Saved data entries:
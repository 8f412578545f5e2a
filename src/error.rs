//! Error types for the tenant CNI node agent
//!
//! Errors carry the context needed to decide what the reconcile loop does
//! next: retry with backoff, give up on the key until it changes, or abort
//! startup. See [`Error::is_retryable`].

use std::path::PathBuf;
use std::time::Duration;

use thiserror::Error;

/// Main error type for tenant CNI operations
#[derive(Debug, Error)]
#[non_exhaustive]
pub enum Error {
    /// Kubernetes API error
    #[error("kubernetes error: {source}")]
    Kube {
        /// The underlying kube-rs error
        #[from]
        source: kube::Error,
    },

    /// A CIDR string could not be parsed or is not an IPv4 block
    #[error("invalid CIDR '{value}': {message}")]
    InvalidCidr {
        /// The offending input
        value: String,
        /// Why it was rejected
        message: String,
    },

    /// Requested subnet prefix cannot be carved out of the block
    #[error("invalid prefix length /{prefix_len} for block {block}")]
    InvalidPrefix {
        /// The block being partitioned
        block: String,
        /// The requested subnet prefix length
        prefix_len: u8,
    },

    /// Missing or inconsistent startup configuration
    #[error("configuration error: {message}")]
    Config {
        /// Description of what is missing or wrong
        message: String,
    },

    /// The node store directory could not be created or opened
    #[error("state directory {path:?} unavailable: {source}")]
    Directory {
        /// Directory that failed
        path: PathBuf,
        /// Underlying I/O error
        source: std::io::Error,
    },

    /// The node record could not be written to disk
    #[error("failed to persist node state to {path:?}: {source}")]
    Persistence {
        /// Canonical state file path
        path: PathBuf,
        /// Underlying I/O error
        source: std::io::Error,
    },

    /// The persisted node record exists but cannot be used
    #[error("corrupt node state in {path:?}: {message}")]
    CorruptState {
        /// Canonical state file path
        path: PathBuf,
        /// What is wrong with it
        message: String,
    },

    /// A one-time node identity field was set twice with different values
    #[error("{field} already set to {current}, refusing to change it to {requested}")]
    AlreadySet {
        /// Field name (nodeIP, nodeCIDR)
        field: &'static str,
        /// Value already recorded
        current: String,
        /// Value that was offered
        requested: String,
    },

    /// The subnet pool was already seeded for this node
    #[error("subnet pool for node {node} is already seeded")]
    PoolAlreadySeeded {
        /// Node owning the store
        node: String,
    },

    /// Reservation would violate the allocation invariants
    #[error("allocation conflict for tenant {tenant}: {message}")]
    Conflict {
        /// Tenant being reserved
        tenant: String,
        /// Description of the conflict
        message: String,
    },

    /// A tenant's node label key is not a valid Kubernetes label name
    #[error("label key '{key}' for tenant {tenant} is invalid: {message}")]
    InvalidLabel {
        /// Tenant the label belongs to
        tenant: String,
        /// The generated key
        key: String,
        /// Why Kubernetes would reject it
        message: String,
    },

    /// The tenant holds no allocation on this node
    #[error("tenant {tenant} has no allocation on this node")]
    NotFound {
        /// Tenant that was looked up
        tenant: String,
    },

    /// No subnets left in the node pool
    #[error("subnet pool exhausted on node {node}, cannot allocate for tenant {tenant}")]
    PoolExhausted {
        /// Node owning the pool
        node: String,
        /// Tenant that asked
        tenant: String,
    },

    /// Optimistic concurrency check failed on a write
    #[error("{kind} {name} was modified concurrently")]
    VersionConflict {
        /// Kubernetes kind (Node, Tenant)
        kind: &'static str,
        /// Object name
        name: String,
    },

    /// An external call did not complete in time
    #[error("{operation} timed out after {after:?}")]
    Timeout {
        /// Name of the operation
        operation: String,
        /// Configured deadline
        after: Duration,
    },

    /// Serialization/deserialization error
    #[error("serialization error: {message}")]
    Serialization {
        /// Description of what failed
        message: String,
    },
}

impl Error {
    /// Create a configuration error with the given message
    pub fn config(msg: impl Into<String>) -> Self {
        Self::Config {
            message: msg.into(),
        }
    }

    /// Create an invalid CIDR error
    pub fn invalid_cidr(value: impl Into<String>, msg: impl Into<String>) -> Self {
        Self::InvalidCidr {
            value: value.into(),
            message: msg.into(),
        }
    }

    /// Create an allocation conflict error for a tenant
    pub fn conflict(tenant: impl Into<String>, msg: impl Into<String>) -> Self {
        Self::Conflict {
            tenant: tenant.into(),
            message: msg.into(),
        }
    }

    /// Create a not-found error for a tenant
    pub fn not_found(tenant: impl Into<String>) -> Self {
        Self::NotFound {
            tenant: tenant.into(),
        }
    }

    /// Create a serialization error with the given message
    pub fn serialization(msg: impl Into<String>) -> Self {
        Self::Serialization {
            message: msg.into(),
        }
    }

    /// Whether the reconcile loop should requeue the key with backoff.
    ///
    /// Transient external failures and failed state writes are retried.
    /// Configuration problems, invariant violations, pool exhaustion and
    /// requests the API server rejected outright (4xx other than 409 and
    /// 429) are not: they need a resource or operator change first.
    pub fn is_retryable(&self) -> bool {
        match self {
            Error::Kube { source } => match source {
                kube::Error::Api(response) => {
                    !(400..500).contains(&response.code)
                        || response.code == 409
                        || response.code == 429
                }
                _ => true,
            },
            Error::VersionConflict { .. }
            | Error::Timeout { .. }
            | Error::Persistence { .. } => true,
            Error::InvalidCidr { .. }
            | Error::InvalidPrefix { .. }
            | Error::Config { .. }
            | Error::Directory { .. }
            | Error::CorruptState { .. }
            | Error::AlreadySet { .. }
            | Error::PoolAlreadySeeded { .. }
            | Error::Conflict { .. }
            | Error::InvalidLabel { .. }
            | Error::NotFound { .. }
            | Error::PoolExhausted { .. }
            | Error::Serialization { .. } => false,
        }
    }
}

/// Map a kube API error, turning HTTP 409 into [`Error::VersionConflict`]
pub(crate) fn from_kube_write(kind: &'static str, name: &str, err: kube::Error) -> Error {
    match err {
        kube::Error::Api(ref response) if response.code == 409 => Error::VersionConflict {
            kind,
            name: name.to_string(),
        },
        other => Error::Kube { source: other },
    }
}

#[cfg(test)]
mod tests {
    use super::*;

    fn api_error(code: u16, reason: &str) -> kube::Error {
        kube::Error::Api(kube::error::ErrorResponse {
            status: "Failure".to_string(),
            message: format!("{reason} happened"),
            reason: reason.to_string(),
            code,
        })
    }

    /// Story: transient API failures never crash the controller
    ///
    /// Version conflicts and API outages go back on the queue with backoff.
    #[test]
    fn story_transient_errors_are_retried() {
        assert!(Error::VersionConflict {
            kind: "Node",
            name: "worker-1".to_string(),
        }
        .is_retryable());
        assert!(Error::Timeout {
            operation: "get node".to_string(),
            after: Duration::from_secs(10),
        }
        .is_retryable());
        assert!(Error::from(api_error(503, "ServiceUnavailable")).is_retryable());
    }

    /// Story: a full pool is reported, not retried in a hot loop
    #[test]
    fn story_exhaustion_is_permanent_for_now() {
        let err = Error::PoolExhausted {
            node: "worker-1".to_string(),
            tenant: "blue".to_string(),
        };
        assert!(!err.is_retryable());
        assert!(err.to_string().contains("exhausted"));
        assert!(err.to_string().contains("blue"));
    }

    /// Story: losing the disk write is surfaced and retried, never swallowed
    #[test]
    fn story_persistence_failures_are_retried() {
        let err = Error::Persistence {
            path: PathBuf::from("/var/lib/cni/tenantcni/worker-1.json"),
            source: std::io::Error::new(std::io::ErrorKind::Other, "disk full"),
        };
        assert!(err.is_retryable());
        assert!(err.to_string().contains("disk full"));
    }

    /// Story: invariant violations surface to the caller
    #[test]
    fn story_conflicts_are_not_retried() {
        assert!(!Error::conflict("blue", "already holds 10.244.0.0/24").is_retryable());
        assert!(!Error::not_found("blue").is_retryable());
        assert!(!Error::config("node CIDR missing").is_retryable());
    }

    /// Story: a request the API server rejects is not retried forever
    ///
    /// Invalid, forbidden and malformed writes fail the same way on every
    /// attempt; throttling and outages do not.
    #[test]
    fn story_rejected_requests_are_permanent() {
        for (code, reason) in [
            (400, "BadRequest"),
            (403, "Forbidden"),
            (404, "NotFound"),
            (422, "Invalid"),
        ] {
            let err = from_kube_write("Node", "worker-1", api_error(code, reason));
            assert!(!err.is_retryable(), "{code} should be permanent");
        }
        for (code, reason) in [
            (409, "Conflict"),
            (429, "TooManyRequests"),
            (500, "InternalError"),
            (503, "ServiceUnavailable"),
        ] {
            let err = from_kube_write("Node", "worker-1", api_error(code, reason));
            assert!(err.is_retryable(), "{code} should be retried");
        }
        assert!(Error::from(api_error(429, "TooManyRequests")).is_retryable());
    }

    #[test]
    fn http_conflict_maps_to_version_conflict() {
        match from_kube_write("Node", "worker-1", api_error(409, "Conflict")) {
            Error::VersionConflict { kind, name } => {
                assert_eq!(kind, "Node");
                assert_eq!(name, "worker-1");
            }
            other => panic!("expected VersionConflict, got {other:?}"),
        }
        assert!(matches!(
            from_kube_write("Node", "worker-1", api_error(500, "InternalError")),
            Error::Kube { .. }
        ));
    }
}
---
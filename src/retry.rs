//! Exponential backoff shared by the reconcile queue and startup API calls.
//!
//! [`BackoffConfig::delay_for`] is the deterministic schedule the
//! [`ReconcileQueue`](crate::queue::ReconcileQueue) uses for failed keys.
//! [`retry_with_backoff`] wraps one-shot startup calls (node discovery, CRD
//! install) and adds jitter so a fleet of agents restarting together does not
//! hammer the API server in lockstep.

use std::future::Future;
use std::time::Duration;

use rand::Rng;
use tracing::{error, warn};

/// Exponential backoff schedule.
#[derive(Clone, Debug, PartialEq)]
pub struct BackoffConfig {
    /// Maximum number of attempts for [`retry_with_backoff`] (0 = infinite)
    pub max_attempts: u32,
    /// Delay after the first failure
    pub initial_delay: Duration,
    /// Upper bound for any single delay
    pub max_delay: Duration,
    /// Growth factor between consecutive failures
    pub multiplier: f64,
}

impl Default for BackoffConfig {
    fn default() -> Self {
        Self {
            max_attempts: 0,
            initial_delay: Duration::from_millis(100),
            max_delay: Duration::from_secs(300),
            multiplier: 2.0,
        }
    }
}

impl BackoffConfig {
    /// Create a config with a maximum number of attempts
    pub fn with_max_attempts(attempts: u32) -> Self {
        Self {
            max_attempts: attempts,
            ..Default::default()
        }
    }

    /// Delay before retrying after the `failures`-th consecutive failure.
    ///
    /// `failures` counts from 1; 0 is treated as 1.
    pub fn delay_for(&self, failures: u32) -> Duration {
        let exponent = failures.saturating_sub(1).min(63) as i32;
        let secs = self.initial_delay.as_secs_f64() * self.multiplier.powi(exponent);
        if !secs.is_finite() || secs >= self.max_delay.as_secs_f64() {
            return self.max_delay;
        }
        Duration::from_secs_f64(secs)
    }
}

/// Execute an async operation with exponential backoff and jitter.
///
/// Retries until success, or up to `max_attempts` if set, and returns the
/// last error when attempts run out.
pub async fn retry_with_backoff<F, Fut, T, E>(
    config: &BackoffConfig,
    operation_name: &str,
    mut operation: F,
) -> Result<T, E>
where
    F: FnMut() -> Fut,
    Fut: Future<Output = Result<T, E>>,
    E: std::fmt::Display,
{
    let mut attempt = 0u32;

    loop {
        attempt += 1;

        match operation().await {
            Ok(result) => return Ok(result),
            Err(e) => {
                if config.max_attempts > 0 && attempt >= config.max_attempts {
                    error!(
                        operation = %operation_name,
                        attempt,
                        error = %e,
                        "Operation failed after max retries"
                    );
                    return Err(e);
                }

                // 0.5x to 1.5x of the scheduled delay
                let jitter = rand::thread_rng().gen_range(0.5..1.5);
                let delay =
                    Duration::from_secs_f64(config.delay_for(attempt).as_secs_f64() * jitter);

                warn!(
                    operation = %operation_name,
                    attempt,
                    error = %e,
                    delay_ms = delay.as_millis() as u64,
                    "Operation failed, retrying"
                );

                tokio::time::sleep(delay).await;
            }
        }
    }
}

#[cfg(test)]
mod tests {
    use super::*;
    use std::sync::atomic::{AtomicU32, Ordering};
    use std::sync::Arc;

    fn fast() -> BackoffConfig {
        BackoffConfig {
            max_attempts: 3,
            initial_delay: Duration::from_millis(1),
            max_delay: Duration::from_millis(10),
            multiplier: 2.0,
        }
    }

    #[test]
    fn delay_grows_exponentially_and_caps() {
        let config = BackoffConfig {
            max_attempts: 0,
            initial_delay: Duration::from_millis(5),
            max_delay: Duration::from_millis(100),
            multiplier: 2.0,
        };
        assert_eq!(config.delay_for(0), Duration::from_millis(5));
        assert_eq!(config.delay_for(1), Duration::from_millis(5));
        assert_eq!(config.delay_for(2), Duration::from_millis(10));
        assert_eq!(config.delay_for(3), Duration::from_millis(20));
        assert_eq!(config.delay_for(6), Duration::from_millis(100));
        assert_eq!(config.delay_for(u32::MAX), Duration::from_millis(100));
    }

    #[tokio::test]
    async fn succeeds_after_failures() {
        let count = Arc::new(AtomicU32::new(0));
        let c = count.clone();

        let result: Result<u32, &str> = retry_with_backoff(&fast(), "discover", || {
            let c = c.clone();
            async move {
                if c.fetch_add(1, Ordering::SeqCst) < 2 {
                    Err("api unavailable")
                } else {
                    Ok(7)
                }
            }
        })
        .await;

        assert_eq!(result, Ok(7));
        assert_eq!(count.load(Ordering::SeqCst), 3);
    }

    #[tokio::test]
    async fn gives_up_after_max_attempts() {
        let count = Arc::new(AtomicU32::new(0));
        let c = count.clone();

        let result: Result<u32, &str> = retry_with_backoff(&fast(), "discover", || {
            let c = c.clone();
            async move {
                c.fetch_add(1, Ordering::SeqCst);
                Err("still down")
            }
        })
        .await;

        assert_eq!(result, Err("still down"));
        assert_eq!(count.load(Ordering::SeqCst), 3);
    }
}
==
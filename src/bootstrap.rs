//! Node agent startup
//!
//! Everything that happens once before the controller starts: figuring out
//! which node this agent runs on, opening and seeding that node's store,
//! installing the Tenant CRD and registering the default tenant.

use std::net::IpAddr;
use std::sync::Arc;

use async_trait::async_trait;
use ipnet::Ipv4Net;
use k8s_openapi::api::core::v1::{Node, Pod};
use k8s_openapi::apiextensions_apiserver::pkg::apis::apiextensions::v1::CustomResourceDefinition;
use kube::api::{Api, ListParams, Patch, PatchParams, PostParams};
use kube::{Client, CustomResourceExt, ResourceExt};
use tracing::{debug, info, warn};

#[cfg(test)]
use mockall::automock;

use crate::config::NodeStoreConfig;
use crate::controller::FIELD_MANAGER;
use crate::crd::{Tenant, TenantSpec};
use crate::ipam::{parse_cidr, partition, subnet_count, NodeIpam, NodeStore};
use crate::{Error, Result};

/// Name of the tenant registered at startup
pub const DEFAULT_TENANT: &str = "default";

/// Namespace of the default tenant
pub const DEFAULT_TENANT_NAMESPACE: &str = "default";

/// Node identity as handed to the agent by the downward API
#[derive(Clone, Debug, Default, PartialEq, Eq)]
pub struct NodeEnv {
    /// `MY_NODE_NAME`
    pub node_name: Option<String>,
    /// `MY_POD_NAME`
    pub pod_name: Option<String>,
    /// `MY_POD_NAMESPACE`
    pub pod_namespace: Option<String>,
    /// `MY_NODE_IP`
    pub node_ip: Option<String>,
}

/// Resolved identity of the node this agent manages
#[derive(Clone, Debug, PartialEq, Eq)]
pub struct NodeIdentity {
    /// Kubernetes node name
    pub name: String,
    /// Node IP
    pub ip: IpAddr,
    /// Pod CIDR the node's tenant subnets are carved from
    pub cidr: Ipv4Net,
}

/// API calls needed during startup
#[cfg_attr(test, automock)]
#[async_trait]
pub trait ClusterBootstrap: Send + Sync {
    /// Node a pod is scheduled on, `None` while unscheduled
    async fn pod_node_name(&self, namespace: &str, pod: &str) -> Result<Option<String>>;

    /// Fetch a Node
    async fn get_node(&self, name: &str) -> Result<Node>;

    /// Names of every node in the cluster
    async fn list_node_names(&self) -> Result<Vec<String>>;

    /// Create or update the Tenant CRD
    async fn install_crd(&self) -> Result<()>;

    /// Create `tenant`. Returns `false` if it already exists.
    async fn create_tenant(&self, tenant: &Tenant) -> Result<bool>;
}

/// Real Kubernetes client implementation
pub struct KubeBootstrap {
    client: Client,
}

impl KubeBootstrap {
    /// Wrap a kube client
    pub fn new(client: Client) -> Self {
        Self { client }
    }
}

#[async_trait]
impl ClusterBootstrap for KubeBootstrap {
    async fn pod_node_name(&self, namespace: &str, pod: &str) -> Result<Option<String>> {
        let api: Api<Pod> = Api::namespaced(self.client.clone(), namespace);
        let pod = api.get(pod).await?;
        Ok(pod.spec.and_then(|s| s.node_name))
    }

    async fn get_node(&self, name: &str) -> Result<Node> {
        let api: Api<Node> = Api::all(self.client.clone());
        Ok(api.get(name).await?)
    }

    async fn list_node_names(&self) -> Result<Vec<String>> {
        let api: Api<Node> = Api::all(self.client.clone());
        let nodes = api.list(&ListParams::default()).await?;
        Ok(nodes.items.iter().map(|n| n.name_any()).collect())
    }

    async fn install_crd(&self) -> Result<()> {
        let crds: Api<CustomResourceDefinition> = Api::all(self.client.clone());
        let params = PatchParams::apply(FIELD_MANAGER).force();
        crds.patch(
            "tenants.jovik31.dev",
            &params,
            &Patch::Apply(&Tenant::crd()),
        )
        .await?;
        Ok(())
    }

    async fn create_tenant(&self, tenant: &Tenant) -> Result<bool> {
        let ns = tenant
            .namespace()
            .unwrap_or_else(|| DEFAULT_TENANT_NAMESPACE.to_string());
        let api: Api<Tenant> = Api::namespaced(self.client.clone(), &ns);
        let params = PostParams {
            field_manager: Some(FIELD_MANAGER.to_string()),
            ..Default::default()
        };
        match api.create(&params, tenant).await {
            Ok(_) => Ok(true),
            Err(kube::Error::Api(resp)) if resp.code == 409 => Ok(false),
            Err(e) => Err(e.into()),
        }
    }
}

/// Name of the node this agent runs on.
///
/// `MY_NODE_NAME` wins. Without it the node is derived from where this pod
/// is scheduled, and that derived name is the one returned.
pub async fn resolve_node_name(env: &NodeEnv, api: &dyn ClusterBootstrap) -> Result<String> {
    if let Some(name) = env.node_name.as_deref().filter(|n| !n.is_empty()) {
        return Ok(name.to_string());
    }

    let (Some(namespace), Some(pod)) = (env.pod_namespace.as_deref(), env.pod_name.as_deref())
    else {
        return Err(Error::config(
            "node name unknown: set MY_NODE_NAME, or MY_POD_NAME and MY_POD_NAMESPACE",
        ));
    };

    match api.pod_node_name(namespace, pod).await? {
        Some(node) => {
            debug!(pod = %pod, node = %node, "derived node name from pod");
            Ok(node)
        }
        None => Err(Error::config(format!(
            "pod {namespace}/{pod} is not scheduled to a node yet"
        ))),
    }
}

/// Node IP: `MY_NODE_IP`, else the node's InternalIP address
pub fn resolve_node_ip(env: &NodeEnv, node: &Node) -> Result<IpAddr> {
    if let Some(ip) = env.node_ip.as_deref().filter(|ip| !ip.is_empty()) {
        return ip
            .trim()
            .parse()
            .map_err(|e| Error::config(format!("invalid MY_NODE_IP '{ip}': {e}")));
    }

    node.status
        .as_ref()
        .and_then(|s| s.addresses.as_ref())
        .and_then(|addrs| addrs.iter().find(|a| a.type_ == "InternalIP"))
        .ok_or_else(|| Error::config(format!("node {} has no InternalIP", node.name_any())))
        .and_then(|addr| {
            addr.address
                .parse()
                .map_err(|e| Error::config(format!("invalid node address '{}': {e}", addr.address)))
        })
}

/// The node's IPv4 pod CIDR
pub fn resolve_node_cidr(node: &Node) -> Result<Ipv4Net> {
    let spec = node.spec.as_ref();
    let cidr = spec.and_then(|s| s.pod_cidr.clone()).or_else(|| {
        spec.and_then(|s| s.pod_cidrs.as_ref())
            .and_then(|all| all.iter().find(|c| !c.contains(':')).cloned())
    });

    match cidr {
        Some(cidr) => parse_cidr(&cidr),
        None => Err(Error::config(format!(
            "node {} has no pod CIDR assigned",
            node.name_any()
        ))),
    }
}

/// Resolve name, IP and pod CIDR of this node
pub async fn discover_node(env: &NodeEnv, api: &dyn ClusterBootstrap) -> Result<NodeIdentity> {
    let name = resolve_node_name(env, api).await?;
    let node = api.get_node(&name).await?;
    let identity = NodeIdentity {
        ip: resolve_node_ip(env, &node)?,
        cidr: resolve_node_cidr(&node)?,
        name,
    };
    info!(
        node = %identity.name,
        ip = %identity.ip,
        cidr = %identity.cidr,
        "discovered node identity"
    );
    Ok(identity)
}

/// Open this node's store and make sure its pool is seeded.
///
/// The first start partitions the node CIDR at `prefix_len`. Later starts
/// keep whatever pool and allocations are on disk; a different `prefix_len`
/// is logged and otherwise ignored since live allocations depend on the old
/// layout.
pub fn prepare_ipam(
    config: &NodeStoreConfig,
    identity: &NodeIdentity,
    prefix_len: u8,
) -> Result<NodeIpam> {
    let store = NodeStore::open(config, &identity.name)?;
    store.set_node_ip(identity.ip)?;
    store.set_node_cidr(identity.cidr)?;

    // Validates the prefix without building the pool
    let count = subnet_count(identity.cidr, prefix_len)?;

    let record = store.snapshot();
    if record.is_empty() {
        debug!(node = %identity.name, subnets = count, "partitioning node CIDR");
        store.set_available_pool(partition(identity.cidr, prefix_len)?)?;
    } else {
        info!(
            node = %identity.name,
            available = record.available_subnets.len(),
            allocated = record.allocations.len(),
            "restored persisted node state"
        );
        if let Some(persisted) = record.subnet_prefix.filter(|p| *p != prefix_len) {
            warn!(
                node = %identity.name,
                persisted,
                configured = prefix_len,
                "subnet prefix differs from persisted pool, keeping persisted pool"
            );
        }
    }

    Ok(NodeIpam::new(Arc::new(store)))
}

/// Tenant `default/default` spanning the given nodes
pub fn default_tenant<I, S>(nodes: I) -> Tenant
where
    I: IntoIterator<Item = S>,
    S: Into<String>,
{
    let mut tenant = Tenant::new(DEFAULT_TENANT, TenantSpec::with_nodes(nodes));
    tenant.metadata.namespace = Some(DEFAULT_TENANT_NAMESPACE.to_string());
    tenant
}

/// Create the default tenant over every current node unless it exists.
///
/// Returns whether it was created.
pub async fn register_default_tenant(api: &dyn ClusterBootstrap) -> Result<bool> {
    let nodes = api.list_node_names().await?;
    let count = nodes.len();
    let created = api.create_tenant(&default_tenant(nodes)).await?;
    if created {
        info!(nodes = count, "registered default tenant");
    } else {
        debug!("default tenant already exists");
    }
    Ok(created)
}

### To do:
If a line above holds the string "external", return it as it stands.

### Answer below:
    /// An external call did not complete in time
    /// Transient external failures and failed state writes are retried.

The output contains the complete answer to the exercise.